Leaf size, shape, and internal anatomy are extremely diverse but strongly constrained by functions such as light interception, CO$_2$ diffusion, and managing scarce resources like water and nitrogen. Two common assumptions are that plants i) cannot build tougher leaves without sacrificing photosynthesis and ii) cannot increase photosynthesis without decreasing water-use efficiency. In collaboration with physiologist Jeroni Galmés (UIB, Spain), I have shown that in contrast to (i) increased leaf toughness (higher leaf mass per area) weakly constrains the evolution of photosynthetic function among closely related species (Muir et al. 2014, 2017). Instead we find that faster CO$_2$ diffusion through the mesophyll can simultaneously increase water-use efficiency and photosynthetic rate, contra (ii). This may be important in arid-adapted tomato species that are water-wise yet grow fast during brief periods of water availability (Conesa et al. 2017).

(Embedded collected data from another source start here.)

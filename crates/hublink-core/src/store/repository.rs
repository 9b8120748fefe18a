// ── Configuration repository ──
//
// Resolves connector/device/channel/property ids into descriptors. The
// engine only ever reads through `ConfigurationRepository`; lookups of
// missing or foreign ids return `None` (or nothing), never an error.

use std::sync::Arc;

use super::collection::EntityCollection;
use crate::model::{
    Channel, ChannelId, Connector, ConnectorId, Device, DeviceId, Property, PropertyId,
    PropertyKindTag, PropertyOwner,
};

/// Property filter for [`ConfigurationRepository::find_properties`].
///
/// Every `Some` field must match; an empty query matches everything.
#[derive(Debug, Clone, Default, PartialEq, Eq)]
pub struct PropertyQuery {
    pub owner: Option<PropertyOwner>,
    pub settable: Option<bool>,
    pub kind: Option<PropertyKindTag>,
    pub parent: Option<PropertyId>,
}

impl PropertyQuery {
    pub fn owned_by(owner: PropertyOwner) -> Self {
        Self {
            owner: Some(owner),
            ..Self::default()
        }
    }

    /// Mapped properties deriving from `parent`.
    pub fn children_of(parent: PropertyId) -> Self {
        Self {
            kind: Some(PropertyKindTag::Mapped),
            parent: Some(parent),
            ..Self::default()
        }
    }

    pub fn settable(mut self, settable: bool) -> Self {
        self.settable = Some(settable);
        self
    }

    pub fn kind(mut self, kind: PropertyKindTag) -> Self {
        self.kind = Some(kind);
        self
    }

    pub fn matches(&self, property: &Property) -> bool {
        self.owner.is_none_or(|owner| property.owner == owner)
            && self.settable.is_none_or(|s| property.settable == s)
            && self.kind.is_none_or(|k| property.kind.tag() == k)
            && self.parent.is_none_or(|p| property.parent() == Some(p))
    }
}

/// Read access to the configured model.
///
/// Implementations are expected to be cached, in-memory lookups: the
/// writers call them from their hot loops.
pub trait ConfigurationRepository: Send + Sync {
    fn find_connector(&self, id: ConnectorId) -> Option<Connector>;

    /// All devices of a connector, in a stable order.
    fn find_devices(&self, connector: ConnectorId) -> Vec<Device>;

    /// A device, only if it belongs to `connector`.
    fn find_device(&self, connector: ConnectorId, id: DeviceId) -> Option<Device>;

    fn find_channel(&self, id: ChannelId) -> Option<Channel>;

    /// All channels of a device, in a stable order.
    fn find_channels(&self, device: DeviceId) -> Vec<Channel>;

    fn find_property(&self, id: PropertyId) -> Option<Property>;

    /// Properties matching `query`, in a stable order.
    fn find_properties(&self, query: &PropertyQuery) -> Vec<Property>;
}

// ── In-memory implementation ─────────────────────────────────────────

/// Concurrent in-memory repository.
///
/// Snapshots preserve insertion order, which in turn defines the scan
/// order of the property index.
pub struct MemoryRepository {
    connectors: EntityCollection<ConnectorId, Connector>,
    devices: EntityCollection<DeviceId, Device>,
    channels: EntityCollection<ChannelId, Channel>,
    properties: EntityCollection<PropertyId, Property>,
}

impl Default for MemoryRepository {
    fn default() -> Self {
        Self::new()
    }
}

impl MemoryRepository {
    pub fn new() -> Self {
        Self {
            connectors: EntityCollection::new(),
            devices: EntityCollection::new(),
            channels: EntityCollection::new(),
            properties: EntityCollection::new(),
        }
    }

    // ── Mutation ─────────────────────────────────────────────────────

    /// Insert or replace a connector. Returns `true` if it was new.
    pub fn upsert_connector(&self, connector: Connector) -> bool {
        self.connectors.upsert(connector.id, connector)
    }

    pub fn upsert_device(&self, device: Device) -> bool {
        self.devices.upsert(device.id, device)
    }

    pub fn upsert_channel(&self, channel: Channel) -> bool {
        self.channels.upsert(channel.id, channel)
    }

    pub fn upsert_property(&self, property: Property) -> bool {
        self.properties.upsert(property.id, property)
    }

    /// Remove a device together with its channels and all their properties.
    pub fn remove_device(&self, id: DeviceId) -> Option<Arc<Device>> {
        let removed = self.devices.remove(&id)?;

        for channel in self.find_channels(id) {
            self.remove_channel(channel.id);
        }
        for property in self.find_properties(&PropertyQuery::owned_by(PropertyOwner::Device(id))) {
            self.properties.remove(&property.id);
        }

        Some(removed)
    }

    /// Remove a channel together with its properties.
    pub fn remove_channel(&self, id: ChannelId) -> Option<Arc<Channel>> {
        let removed = self.channels.remove(&id)?;
        for property in self.find_properties(&PropertyQuery::owned_by(PropertyOwner::Channel(id))) {
            self.properties.remove(&property.id);
        }
        Some(removed)
    }

    pub fn remove_property(&self, id: PropertyId) -> Option<Arc<Property>> {
        self.properties.remove(&id)
    }

    // ── Introspection ────────────────────────────────────────────────

    pub fn device_count(&self) -> usize {
        self.devices.len()
    }

    pub fn property_count(&self) -> usize {
        self.properties.len()
    }

    pub fn is_empty(&self) -> bool {
        self.connectors.is_empty() && self.devices.is_empty()
    }
}

impl ConfigurationRepository for MemoryRepository {
    fn find_connector(&self, id: ConnectorId) -> Option<Connector> {
        self.connectors.get(&id).map(|c| (*c).clone())
    }

    fn find_devices(&self, connector: ConnectorId) -> Vec<Device> {
        self.devices
            .snapshot()
            .iter()
            .filter(|d| d.connector == connector)
            .map(|d| (**d).clone())
            .collect()
    }

    fn find_device(&self, connector: ConnectorId, id: DeviceId) -> Option<Device> {
        self.devices
            .get(&id)
            .filter(|d| d.connector == connector)
            .map(|d| (*d).clone())
    }

    fn find_channel(&self, id: ChannelId) -> Option<Channel> {
        self.channels.get(&id).map(|c| (*c).clone())
    }

    fn find_channels(&self, device: DeviceId) -> Vec<Channel> {
        self.channels
            .snapshot()
            .iter()
            .filter(|c| c.device == device)
            .map(|c| (**c).clone())
            .collect()
    }

    fn find_property(&self, id: PropertyId) -> Option<Property> {
        self.properties.get(&id).map(|p| (*p).clone())
    }

    fn find_properties(&self, query: &PropertyQuery) -> Vec<Property> {
        self.properties
            .snapshot()
            .iter()
            .filter(|p| query.matches(p))
            .map(|p| (**p).clone())
            .collect()
    }
}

Harnessing natural variation to improve plant growth without evaporating more water has vast potential for sustainable agriculture. To do this, I will use recently developed high-throughput physiological phenotyping methods, phylogenetics, and quantitative genetics to identify the traits and loci that allow desert tomatoes to break tradeoffs between photosynthesis and water-use efficiency. To that end, I am working with computational biologist Matthew Pennell (UBC) to develop
bayCi, an R package for studying the evolution of C$_3$ photosynthesis using Stan, a probabilistic programming language for Bayesian data analysis. My aim is to understand physiological mechanisms while generalizing across many closely related species.